Source data:
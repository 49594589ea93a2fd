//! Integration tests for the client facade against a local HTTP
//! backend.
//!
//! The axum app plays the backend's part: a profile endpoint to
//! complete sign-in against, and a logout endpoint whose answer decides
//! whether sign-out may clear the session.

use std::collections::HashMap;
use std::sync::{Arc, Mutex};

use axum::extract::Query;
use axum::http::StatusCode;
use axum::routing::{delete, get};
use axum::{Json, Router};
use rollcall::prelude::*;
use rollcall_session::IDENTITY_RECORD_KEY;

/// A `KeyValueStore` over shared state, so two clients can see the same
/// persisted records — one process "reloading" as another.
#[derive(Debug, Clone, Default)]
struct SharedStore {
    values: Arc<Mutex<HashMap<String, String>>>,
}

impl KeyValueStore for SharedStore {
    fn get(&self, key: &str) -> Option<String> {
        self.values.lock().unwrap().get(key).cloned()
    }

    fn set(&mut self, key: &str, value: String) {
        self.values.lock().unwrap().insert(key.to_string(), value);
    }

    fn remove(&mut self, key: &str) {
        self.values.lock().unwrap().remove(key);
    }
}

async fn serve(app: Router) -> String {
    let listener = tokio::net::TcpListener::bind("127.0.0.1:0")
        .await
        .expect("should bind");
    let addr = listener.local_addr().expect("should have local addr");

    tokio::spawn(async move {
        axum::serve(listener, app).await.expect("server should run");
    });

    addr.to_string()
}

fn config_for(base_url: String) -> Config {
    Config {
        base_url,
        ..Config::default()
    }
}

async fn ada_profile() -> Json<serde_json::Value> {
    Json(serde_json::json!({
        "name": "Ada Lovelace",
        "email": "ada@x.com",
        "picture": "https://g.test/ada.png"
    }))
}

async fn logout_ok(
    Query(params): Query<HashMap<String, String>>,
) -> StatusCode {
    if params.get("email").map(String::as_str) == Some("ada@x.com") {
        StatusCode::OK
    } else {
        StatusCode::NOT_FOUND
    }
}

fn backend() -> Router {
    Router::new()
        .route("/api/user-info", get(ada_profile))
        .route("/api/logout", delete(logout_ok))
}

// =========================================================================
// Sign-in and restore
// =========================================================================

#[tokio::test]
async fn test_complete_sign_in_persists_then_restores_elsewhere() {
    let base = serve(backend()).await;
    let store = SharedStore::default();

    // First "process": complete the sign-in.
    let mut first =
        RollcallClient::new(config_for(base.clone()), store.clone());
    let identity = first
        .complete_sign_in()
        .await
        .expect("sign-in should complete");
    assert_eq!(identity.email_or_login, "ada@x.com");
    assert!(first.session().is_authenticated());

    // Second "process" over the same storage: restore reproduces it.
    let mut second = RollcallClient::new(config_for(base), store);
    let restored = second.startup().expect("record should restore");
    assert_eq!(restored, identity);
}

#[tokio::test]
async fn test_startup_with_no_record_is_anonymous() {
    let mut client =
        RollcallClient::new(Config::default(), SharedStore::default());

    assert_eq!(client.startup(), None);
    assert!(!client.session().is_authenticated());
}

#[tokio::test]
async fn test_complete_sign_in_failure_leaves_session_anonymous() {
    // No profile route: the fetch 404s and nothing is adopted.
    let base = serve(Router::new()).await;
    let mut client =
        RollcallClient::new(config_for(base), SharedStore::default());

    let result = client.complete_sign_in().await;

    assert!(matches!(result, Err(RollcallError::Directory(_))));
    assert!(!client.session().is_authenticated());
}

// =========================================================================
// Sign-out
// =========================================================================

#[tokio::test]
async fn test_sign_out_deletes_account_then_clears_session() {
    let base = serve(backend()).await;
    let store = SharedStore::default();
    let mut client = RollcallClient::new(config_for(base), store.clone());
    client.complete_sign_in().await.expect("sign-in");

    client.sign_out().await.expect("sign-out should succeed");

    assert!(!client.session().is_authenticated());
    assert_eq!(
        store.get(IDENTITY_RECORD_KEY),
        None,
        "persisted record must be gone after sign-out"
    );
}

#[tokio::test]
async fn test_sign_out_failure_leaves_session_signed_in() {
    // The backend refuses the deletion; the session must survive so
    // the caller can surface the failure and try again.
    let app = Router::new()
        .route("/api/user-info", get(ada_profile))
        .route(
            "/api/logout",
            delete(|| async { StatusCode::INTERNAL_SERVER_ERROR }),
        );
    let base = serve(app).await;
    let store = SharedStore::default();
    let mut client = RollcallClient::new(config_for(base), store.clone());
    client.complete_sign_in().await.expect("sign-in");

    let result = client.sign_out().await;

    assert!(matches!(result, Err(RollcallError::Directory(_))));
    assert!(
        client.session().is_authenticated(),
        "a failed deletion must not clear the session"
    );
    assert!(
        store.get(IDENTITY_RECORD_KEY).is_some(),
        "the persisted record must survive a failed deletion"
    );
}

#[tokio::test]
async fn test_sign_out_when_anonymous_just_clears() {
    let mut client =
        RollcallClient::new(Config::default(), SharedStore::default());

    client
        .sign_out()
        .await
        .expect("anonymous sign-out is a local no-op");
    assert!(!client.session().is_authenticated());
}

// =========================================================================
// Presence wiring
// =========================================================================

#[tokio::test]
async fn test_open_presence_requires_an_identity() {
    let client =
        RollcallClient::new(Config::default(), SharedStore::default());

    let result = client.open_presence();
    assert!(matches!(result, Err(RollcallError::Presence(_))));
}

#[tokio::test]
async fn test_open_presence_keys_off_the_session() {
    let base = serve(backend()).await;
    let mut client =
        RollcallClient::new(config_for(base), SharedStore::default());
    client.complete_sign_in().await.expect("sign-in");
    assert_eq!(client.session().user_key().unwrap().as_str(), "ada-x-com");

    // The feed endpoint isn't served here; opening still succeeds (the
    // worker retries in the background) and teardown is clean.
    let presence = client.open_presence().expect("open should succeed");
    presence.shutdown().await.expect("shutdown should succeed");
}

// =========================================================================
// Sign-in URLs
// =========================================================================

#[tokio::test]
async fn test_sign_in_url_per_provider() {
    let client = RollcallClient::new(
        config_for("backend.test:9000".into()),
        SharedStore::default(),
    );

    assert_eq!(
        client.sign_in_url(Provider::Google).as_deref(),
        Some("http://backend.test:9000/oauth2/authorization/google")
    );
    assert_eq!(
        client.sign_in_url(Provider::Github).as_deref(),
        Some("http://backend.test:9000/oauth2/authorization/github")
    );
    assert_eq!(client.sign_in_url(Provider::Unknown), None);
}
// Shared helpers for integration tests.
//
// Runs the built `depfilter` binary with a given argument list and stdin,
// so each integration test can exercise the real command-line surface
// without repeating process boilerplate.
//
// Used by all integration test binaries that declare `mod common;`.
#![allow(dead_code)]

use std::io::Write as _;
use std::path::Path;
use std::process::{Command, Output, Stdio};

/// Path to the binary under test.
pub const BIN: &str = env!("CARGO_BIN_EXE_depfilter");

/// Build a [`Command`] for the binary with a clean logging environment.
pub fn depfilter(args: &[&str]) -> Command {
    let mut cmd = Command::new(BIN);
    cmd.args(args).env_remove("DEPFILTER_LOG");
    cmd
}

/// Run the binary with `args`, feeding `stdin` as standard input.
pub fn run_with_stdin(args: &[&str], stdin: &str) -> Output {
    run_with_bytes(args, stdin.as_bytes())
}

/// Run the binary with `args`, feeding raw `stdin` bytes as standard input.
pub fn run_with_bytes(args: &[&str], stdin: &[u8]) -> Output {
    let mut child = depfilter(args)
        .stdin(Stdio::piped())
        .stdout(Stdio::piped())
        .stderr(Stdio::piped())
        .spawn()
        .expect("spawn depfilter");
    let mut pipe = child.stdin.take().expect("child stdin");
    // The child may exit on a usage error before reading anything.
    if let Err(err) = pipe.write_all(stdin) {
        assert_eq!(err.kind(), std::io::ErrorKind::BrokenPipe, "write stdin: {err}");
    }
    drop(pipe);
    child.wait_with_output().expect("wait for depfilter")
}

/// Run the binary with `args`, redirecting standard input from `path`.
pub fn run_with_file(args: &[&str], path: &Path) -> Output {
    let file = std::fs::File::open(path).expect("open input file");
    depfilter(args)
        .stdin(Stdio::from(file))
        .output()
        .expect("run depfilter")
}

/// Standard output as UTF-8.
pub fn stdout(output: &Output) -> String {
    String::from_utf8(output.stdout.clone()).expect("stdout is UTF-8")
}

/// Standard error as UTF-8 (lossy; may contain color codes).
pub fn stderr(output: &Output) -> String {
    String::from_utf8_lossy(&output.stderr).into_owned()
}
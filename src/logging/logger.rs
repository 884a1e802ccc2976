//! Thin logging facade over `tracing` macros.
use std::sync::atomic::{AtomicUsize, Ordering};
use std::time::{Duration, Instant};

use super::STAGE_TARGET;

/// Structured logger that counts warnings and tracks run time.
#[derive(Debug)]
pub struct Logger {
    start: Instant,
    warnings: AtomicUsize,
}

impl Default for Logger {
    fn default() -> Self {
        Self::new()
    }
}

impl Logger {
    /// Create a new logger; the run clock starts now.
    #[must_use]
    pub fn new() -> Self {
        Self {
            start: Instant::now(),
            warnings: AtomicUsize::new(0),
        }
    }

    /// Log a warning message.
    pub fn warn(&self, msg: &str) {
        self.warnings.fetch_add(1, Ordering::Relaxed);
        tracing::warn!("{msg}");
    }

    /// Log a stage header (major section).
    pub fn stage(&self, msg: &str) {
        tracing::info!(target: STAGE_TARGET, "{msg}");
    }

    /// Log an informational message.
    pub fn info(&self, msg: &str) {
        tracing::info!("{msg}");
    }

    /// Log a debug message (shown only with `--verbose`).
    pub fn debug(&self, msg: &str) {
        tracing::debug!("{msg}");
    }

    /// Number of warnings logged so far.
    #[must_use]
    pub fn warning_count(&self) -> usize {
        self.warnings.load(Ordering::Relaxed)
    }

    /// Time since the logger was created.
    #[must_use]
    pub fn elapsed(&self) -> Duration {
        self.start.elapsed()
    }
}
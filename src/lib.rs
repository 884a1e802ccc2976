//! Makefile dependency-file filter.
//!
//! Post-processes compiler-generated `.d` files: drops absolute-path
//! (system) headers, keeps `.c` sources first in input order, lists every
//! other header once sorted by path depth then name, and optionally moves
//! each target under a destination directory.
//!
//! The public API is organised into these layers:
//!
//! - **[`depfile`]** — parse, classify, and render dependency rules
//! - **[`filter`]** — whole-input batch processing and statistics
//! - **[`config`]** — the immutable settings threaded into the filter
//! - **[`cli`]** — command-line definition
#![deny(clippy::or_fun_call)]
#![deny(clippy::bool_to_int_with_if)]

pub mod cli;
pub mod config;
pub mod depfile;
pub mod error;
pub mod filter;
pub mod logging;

What you will do: In the material above, transcribe exactly the lines beginning at the one with "a local HTTP" and ending at the one with "async fn serve(app: Router)", both included.

Task answer:
//! Integration tests for the client facade against a local HTTP
//! backend.
//!
//! The axum app plays the backend's part: a profile endpoint to
//! complete sign-in against, and a logout endpoint whose answer decides
//! whether sign-out may clear the session.

use std::collections::HashMap;
use std::sync::{Arc, Mutex};

use axum::extract::Query;
use axum::http::StatusCode;
use axum::routing::{delete, get};
use axum::{Json, Router};
use rollcall::prelude::*;
use rollcall_session::IDENTITY_RECORD_KEY;

/// A `KeyValueStore` over shared state, so two clients can see the same
/// persisted records — one process "reloading" as another.
#[derive(Debug, Clone, Default)]
struct SharedStore {
    values: Arc<Mutex<HashMap<String, String>>>,
}

impl KeyValueStore for SharedStore {
    fn get(&self, key: &str) -> Option<String> {
        self.values.lock().unwrap().get(key).cloned()
    }

    fn set(&mut self, key: &str, value: String) {
        self.values.lock().unwrap().insert(key.to_string(), value);
    }

    fn remove(&mut self, key: &str) {
        self.values.lock().unwrap().remove(key);
    }
}

async fn serve(app: Router) -> String {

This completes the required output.